Exercise description:
Pick every line from the data that holds the word "EventDispatcher".
Top of Dataset records
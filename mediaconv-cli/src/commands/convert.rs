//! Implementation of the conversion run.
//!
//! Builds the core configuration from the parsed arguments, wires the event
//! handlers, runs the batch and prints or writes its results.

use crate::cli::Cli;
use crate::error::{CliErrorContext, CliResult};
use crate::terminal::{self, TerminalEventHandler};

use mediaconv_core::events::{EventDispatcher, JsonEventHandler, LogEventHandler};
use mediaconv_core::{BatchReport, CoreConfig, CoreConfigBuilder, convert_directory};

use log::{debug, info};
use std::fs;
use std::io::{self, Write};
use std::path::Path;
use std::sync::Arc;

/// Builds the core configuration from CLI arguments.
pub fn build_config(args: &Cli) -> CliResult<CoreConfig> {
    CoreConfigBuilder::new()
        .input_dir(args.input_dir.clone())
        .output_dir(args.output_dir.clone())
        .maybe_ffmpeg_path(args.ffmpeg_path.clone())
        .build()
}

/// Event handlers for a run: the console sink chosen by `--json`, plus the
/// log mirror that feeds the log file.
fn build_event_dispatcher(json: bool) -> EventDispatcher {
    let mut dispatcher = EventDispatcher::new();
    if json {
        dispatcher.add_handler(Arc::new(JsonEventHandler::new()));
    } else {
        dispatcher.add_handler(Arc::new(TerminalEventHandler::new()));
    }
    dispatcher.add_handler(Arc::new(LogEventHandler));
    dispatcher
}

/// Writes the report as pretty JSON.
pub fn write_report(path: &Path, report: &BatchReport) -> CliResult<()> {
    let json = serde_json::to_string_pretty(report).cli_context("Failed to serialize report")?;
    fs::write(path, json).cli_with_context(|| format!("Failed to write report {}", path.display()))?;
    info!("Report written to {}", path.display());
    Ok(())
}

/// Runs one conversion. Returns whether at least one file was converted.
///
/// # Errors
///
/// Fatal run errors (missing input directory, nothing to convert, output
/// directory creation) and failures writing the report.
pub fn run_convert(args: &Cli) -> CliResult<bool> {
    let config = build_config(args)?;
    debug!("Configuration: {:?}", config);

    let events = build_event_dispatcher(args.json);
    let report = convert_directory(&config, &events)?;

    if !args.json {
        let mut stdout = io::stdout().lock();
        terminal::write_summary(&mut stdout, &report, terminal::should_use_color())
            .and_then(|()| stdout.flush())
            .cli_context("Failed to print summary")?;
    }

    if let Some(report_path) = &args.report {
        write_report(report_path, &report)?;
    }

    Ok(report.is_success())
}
Bottom of Dataset records
Exercise result:
use mediaconv_core::events::{EventDispatcher, JsonEventHandler, LogEventHandler};
fn build_event_dispatcher(json: bool) -> EventDispatcher {
    let mut dispatcher = EventDispatcher::new();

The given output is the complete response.